◆ **PROBLEM**
Reproduce exactly the opening lines of the listing, stopping after the line that contains "use crate::error::StudyError;" and including it.

Start of DATA SUPPLIED

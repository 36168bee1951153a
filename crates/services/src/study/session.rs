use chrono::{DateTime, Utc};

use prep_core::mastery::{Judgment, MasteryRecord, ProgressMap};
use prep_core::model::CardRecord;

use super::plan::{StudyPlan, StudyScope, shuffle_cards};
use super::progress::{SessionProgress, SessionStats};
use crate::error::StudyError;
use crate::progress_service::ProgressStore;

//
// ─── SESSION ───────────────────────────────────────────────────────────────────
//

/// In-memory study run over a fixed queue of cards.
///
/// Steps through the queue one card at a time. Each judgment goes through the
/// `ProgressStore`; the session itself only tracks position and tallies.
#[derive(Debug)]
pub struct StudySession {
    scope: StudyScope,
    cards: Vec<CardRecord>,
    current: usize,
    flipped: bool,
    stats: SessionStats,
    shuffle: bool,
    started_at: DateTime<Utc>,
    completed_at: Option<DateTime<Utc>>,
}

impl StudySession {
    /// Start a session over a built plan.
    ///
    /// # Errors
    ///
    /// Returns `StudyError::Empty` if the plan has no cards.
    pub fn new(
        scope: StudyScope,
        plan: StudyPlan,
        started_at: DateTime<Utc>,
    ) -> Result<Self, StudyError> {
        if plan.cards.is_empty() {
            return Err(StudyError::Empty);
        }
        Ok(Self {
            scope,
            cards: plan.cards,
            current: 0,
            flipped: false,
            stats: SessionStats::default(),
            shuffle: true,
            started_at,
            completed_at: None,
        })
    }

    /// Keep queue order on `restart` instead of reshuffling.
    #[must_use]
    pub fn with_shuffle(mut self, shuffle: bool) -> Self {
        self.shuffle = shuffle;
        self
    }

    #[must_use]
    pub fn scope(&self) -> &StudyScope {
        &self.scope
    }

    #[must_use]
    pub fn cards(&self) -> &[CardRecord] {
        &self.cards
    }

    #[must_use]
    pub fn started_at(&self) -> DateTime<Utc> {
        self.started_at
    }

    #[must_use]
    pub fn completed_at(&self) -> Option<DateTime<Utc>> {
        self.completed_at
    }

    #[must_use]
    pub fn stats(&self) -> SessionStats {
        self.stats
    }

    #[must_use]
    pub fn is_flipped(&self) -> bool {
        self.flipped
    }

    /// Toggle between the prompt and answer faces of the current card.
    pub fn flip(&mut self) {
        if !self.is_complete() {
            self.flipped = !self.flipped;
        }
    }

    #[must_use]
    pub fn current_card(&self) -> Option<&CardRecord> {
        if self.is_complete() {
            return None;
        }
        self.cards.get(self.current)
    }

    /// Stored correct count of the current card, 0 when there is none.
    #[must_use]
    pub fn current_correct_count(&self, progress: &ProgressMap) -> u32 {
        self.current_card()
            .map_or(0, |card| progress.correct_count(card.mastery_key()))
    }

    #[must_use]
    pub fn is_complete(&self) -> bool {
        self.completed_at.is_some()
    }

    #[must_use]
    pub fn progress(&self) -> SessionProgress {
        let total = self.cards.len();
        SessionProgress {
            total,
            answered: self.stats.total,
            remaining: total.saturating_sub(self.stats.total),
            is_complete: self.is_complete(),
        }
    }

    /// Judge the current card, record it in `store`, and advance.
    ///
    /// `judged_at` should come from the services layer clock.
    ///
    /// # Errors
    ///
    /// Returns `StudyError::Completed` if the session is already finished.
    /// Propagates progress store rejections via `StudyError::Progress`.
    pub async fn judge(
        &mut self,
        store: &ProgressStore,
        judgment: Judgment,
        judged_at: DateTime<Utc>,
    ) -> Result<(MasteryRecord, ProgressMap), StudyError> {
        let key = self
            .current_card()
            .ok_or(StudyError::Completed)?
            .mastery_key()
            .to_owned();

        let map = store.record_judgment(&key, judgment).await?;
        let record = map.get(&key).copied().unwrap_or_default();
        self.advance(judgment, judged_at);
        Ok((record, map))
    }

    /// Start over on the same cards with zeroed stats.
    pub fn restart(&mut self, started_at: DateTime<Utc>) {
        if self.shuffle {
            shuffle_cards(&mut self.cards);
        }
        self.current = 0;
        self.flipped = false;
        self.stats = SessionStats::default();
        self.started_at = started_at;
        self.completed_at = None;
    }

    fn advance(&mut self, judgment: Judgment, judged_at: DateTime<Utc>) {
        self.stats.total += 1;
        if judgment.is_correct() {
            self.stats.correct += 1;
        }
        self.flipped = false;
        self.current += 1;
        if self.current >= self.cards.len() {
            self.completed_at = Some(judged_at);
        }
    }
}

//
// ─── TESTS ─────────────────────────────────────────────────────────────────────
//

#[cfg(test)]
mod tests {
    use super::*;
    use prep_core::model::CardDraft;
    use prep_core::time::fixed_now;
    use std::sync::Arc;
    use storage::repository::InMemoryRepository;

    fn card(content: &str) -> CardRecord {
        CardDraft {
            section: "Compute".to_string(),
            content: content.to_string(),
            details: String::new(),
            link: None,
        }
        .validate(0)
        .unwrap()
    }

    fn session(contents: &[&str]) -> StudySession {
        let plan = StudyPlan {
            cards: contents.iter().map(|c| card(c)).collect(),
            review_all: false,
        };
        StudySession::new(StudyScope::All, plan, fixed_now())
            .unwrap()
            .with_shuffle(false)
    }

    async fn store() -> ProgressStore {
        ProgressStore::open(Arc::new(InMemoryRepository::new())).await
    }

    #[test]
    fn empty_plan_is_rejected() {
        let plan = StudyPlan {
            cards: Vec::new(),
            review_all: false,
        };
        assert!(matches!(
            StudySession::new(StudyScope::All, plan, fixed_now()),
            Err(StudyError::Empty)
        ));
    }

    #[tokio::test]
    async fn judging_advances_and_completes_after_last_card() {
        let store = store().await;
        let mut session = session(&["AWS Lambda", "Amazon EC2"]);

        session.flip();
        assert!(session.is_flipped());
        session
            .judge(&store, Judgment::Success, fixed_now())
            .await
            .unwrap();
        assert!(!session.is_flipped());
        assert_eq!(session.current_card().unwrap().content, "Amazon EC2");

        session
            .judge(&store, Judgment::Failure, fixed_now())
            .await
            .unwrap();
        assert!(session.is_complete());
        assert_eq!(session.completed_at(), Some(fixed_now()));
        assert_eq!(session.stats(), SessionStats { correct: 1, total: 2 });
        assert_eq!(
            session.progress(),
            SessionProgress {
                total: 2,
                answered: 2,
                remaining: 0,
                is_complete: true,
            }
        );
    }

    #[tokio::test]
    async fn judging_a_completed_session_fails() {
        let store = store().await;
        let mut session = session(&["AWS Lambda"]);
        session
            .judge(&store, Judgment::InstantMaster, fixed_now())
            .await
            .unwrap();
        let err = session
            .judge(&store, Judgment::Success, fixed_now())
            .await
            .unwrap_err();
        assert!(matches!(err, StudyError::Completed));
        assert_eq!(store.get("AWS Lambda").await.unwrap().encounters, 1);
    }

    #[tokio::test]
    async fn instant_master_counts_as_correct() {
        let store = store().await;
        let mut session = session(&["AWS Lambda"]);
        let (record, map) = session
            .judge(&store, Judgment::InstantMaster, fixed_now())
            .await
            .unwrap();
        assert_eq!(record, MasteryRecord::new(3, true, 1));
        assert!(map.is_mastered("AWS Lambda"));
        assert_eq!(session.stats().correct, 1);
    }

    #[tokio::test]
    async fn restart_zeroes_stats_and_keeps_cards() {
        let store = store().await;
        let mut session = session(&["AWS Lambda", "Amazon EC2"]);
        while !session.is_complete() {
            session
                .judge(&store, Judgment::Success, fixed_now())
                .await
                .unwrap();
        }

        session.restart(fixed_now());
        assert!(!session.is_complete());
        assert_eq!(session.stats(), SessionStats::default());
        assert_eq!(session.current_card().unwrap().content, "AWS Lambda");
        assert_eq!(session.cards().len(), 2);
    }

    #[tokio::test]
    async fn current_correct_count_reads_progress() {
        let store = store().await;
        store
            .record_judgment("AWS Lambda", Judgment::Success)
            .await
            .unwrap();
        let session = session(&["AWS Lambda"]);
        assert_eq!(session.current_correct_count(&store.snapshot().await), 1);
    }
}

End of DATA SUPPLIED

◆ **REPLY**
repository 36168bee1951153a
filename crates/services/src/study/session.rs
use chrono::{DateTime, Utc};

use prep_core::mastery::{Judgment, MasteryRecord, ProgressMap};
use prep_core::model::CardRecord;

use super::plan::{StudyPlan, StudyScope, shuffle_cards};
use super::progress::{SessionProgress, SessionStats};
use crate::error::StudyError;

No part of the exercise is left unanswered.